Your have nailed it. He has completely manipulated me. He did manipulate me for sex, financial support rides, three squares and a cot. I was giving him the world and he was tearing my house apart, tearing my relationsip with my children apart, and tearing my self esteem apart.

I am happy to report I am now 3 days without crying. I am feeling much stronger. I had actually started that list of good and bad, because my counselor recomended it. I actually like the way that you put it though do make one in reference to the last month.

Like I had said I had spoke to him a few times and he made me feel horrible about myself. Yet he begged me to see him. He begged me to let him spend the night. I have not called him since. The best thing I did was block him from calling me. Now I need to keep being strong and not call him.

I do have the delema of having his dog. I had asked him did he want me to bring her to him and he said not right now. So do I just intend to keep her or do I just drop the dog off to his mothers house where he is now living? The problem is I have guilt about returning the dog because she is kept locked up in a shower over at that house. That is how she ended up here in the first place because it broke my heart for her to be treated that way. She is very happy here. I just knnow that then he still has a reason to contact me.

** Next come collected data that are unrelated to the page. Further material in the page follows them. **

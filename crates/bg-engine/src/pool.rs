//! Recycling of graph units between voices.

use heapless::Vec as StackVec;

use crate::graph::{AudioContext, FilterType, ParamId, UnitKey, UnitKind};

/// Maximum units kept per kind.
pub const POOL_SIZE: usize = 50;

/// Center frequency a released filter returns with.
pub const POOLED_FILTER_FREQUENCY: f64 = 1000.0;

/// Counters for pool traffic.
#[derive(Clone, Copy, Debug, Default, PartialEq, Eq)]
pub struct PoolStats {
    /// Units handed out that had to be created
    pub created: u64,
    /// Units handed out from a stack
    pub reused: u64,
    /// Released units removed instead of kept (stack full or reset failed)
    pub dropped: u64,
}

/// Per-kind stacks of idle, reset, disconnected units.
///
/// Only gains, filters, shapers, compressors and panners are kept.
/// Scheduled sources can start once and are always created fresh; other
/// kinds are removed from the graph on release.
///
/// Single-owner: the pool lives next to the context it feeds and is only
/// touched from the thread that builds voices.
pub struct ResourcePool {
    stacks: [StackVec<UnitKey, POOL_SIZE>; 5],
    stats: PoolStats,
}

impl Default for ResourcePool {
    fn default() -> Self {
        Self::new()
    }
}

impl ResourcePool {
    pub fn new() -> Self {
        Self {
            stacks: Default::default(),
            stats: PoolStats::default(),
        }
    }

    fn slot(kind: UnitKind) -> Option<usize> {
        match kind {
            UnitKind::Gain => Some(0),
            UnitKind::BiquadFilter => Some(1),
            UnitKind::WaveShaper => Some(2),
            UnitKind::DynamicsCompressor => Some(3),
            UnitKind::StereoPanner => Some(4),
            _ => None,
        }
    }

    /// Whether released units of `kind` are kept for reuse.
    pub fn is_pooled(kind: UnitKind) -> bool {
        Self::slot(kind).is_some()
    }

    /// A reset, disconnected unit of `kind`, reused if one is idle.
    pub fn acquire(&mut self, ctx: &mut AudioContext, kind: UnitKind) -> UnitKey {
        if let Some(stack) = Self::slot(kind).map(|i| &mut self.stacks[i]) {
            while let Some(key) = stack.pop() {
                if ctx.contains(key) {
                    self.stats.reused += 1;
                    return key;
                }
            }
        }
        self.stats.created += 1;
        ctx.create(kind)
    }

    /// Return a unit. It is reset to pooled defaults and cut loose from
    /// the graph, then kept if its stack has room. Sources are ignored.
    pub fn release(&mut self, ctx: &mut AudioContext, key: UnitKey) {
        let kind = match ctx.kind(key) {
            Ok(kind) => kind,
            Err(_) => {
                log::debug!("released unit is already gone");
                return;
            }
        };
        if kind.is_source() {
            return;
        }
        let Some(slot) = Self::slot(kind) else {
            self.discard(ctx, key);
            return;
        };
        if self.stacks[slot].is_full() {
            self.stats.dropped += 1;
            self.discard(ctx, key);
            return;
        }
        if let Err(e) = Self::restore(ctx, key, kind) {
            log::debug!("pool reset failed for {:?}: {}", kind, e);
            self.stats.dropped += 1;
            self.discard(ctx, key);
            return;
        }
        if self.stacks[slot].push(key).is_err() {
            self.stats.dropped += 1;
            self.discard(ctx, key);
        }
    }

    fn restore(ctx: &mut AudioContext, key: UnitKey, kind: UnitKind) -> Result<(), crate::EngineError> {
        ctx.reset_unit(key)?;
        if kind == UnitKind::BiquadFilter {
            ctx.set_filter_type(key, FilterType::Lowpass)?;
            ctx.set_param(key, ParamId::Frequency, POOLED_FILTER_FREQUENCY)?;
            ctx.set_param(key, ParamId::Q, 1.0)?;
            ctx.set_param(key, ParamId::FilterGain, 0.0)?;
        }
        ctx.isolate(key)
    }

    fn discard(&mut self, ctx: &mut AudioContext, key: UnitKey) {
        if let Err(e) = ctx.remove(key) {
            log::debug!("discarding unit failed: {}", e);
        }
    }

    /// Idle units held for `kind`.
    pub fn idle(&self, kind: UnitKind) -> usize {
        Self::slot(kind).map_or(0, |i| self.stacks[i].len())
    }

    /// Idle units across all kinds.
    pub fn total_idle(&self) -> usize {
        self.stacks.iter().map(|s| s.len()).sum()
    }

    pub fn stats(&self) -> PoolStats {
        self.stats
    }

    /// Remove every idle unit from the graph.
    pub fn clear(&mut self, ctx: &mut AudioContext) {
        for stack in &mut self.stacks {
            while let Some(key) = stack.pop() {
                if let Err(e) = ctx.remove(key) {
                    log::debug!("clearing pooled unit failed: {}", e);
                }
            }
        }
    }
}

The other problem is I am very scared of him. I am afraid he will come to my house and tear it apart. He did this to a previous girlfriend and caused ov er 50 thousand dollars in damage to her home. So as much as I would like to keep his dog here where she is happy I feel I can not if he should ask for her back. Any advice would be appreciated.

Lastly, I have my cell phone voice mail filled with messages from him that consist of threats to me, my children ect. I am not sure what to do. I have saved them because I am afraid that if he should do anything I would have proof of the threats. For this reason I can no longer use my voice mail. Should I just erase them and forget about it. Or is there a way to save them in some other manner. His sister in law,,,keeps telling me even though he has backed off at the moment, that this is not over. She says he will not be able to let this just go without feeling like he has made me pay. Any ideas or suggestions?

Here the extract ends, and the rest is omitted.